In which I don't side with FIFA

A week is a long time in football. Only a week ago I was siding with FIFA. I thought they were right to say England shouldn't be wearing poppies in their game against Spain. But another week, another FIFA controversy only this time I'm back on the side I feel more naturally comfortable with, disagreeing with FIFA wholeheartedly.

The fact that Sepp Blatter  (president of FIFA)  is in trouble again for making ridiculous comments comes as no surprise to anyone. Suggesting that football is without racism and that any racist comments made by footballers during a game are all heat in the moment and can be settled with a handshake are clearly ridiculous. Of course racism is in football, just ask the 'Kick it Out' campaign or Anton Ferdinand. In a week where 2 people are on trial for the murder of the teenager Stephen Lawrence in a racist attack, it is clear that racism remains deeply embedded within our society and football is a reflection of our society.

It is because football is a reflection of our society that it is so important that racism is not tolerated in any part of the game. For sure things get said in the heat of the moment on a football pitch. But millions of people are watching, and if their own personal heat of the moment isn't on a football pitch but a street or pub then the malevolent tentacles of racism stretch that little deeper into society. A refusal to tolerate racism on the football pitch in any form sends a strong signal to those watching. A signal that says 'racism is not acceptable, even when you are really riled up and passionate and saying all sorts of things that you don't really mean... even then.. it really is not ever ok to say racist things'.

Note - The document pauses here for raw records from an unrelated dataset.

//! The state machine engine: applies button toggles, sensor trips and timers to both
//! channels once per cycle.

use std::time::{Duration, Instant};

use tracing::{debug, info, warn};

use crate::{
    config::{AlarmConfig, DebounceMode},
    sampler::Inputs,
    state::{AlarmChannel, AlarmState},
    Channel,
};

/// What caused a transition
#[derive(Debug, Clone, Copy, PartialEq, Eq)]
pub enum Cause {
    Button,
    Tamper,
    Motion,
    Timer,
}

/// A transition applied during a step
#[derive(Debug, Clone, Copy, PartialEq, Eq)]
pub struct Transition {
    pub channel: Channel,
    pub from: AlarmState,
    pub to: AlarmState,
    pub cause: Cause,
}

/// Owns both alarm channels
#[derive(Debug, Clone)]
pub struct Engine {
    interior: AlarmChannel,
    bike: AlarmChannel,
    /// Last accepted toggle per channel; in shared mode only the first slot is used
    last_button: [Option<Instant>; 2],
    entry_exit_delay: Duration,
    max_alarm: Duration,
    button_debounce: Duration,
    debounce_mode: DebounceMode,
}

impl Engine {
    /// Both channels start `Off`
    pub fn new(config: &AlarmConfig) -> Self {
        Self {
            interior: AlarmChannel::new(),
            bike: AlarmChannel::new(),
            last_button: [None; 2],
            entry_exit_delay: config.entry_exit_delay,
            max_alarm: config.max_alarm,
            button_debounce: config.button_debounce,
            debounce_mode: config.debounce_mode,
        }
    }

    pub fn channel(&self, channel: Channel) -> &AlarmChannel {
        match channel {
            Channel::Interior => &self.interior,
            Channel::Bike => &self.bike,
        }
    }

    fn channel_mut(&mut self, channel: Channel) -> &mut AlarmChannel {
        match channel {
            Channel::Interior => &mut self.interior,
            Channel::Bike => &mut self.bike,
        }
    }

    pub fn state(&self, channel: Channel) -> AlarmState {
        self.channel(channel).state()
    }

    pub fn all_off(&self) -> bool {
        self.interior.state() == AlarmState::Off && self.bike.state() == AlarmState::Off
    }

    /// Run one cycle of rules at `now`.
    ///
    /// `inputs` is `None` when the inputs could not be read; only the timers run then,
    /// a failed read is never taken as "nothing happened".
    pub fn step(&mut self, inputs: Option<&Inputs>, now: Instant) -> Vec<Transition> {
        let mut applied = Vec::new();

        match inputs {
            Some(inputs) => {
                for channel in Channel::ALL {
                    if inputs.pressed(channel) {
                        self.press(channel, now, &mut applied);
                    }
                }
                self.check_bike_wire(inputs.bike_wire_fault, now, &mut applied);
                self.check_interior(inputs.pir_triggered, now, &mut applied);
            }
            None => debug!("Inputs unavailable, only running timers"),
        }

        for channel in Channel::ALL {
            self.update_timed(channel, now, &mut applied);
        }

        applied
    }

    fn debounce_slot(&self, channel: Channel) -> usize {
        match (self.debounce_mode, channel) {
            (DebounceMode::Shared, _) | (DebounceMode::PerChannel, Channel::Interior) => 0,
            (DebounceMode::PerChannel, Channel::Bike) => 1,
        }
    }

    fn press(&mut self, channel: Channel, now: Instant, applied: &mut Vec<Transition>) {
        let slot = self.debounce_slot(channel);
        let held_off = self.last_button[slot]
            .is_some_and(|last| now.saturating_duration_since(last) < self.button_debounce);
        if held_off {
            debug!("{} button ignored, within debounce", channel.color());
            return;
        }
        self.last_button[slot] = Some(now);

        let to = if self.state(channel) == AlarmState::Off {
            info!("{} Starting", channel.color());
            AlarmState::Starting
        } else {
            info!("{} Stopping", channel.color());
            AlarmState::Off
        };
        self.set(channel, to, Cause::Button, now, applied);
    }

    fn check_bike_wire(&mut self, fault: bool, now: Instant, applied: &mut Vec<Transition>) {
        let state = self.bike.state();
        if !fault || !state.is_watching() {
            return;
        }
        if state == AlarmState::Starting {
            warn!("Bike tamper loop open while arming");
            self.set(Channel::Bike, AlarmState::StartError, Cause::Tamper, now, applied);
        } else {
            // no entry delay on the bike loop
            info!("Bike Alarm triggered");
            self.trip(Channel::Bike, AlarmState::Triggered, Cause::Tamper, now, applied);
        }
    }

    fn check_interior(&mut self, pir_triggered: bool, now: Instant, applied: &mut Vec<Transition>) {
        if !pir_triggered {
            return;
        }
        match self.interior.state() {
            AlarmState::Starting => {
                warn!("Interior motion while arming");
                self.set(Channel::Interior, AlarmState::StartError, Cause::Motion, now, applied);
            }
            AlarmState::On => {
                info!("Interior Alarm triggered");
                self.trip(Channel::Interior, AlarmState::TrigDelay, Cause::Motion, now, applied);
            }
            _ => {}
        }
    }

    fn update_timed(&mut self, channel: Channel, now: Instant, applied: &mut Vec<Transition>) {
        let chan = self.channel(channel);
        let to = match chan.state() {
            AlarmState::Starting | AlarmState::StartError
                if chan.since_entry(now) > self.entry_exit_delay =>
            {
                AlarmState::On
            }
            AlarmState::TrigDelay if chan.since_trigger(now) > self.entry_exit_delay => {
                AlarmState::Triggered
            }
            AlarmState::Triggered if chan.since_trigger(now) > self.max_alarm => {
                AlarmState::Silenced
            }
            _ => return,
        };
        info!("{} {} -> {}", channel, chan.state(), to);
        self.set(channel, to, Cause::Timer, now, applied);
    }

    fn set(
        &mut self,
        channel: Channel,
        to: AlarmState,
        cause: Cause,
        now: Instant,
        applied: &mut Vec<Transition>,
    ) {
        let from = self.channel_mut(channel).set_state(to, now);
        applied.push(Transition {
            channel,
            from,
            to,
            cause,
        });
    }

    fn trip(
        &mut self,
        channel: Channel,
        to: AlarmState,
        cause: Cause,
        now: Instant,
        applied: &mut Vec<Transition>,
    ) {
        let from = self.channel_mut(channel).trip(to, now);
        applied.push(Transition {
            channel,
            from,
            to,
            cause,
        });
    }
}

Football matches offer an opportunity to gauge social attitudes. The response of the Chelsea crowds to Paul Cannonville in the 1980s would never be seen now. The terraces' social behaviour has moved away from making monkey noises and throwing bananas and we are shocked when English players endure that kind of abuse in other countries, assuming that racism in those places must be more entrenched than in the UK. Perhaps this is why the bigger scandal here may not be what Blatter actually said (he is of course, now saying that he has been misunderstood, misquoted and is accusing the English press of being petulant because England didn't win their bid to host the World Cup) but the lack of interest in the press outside of the UK in these comments.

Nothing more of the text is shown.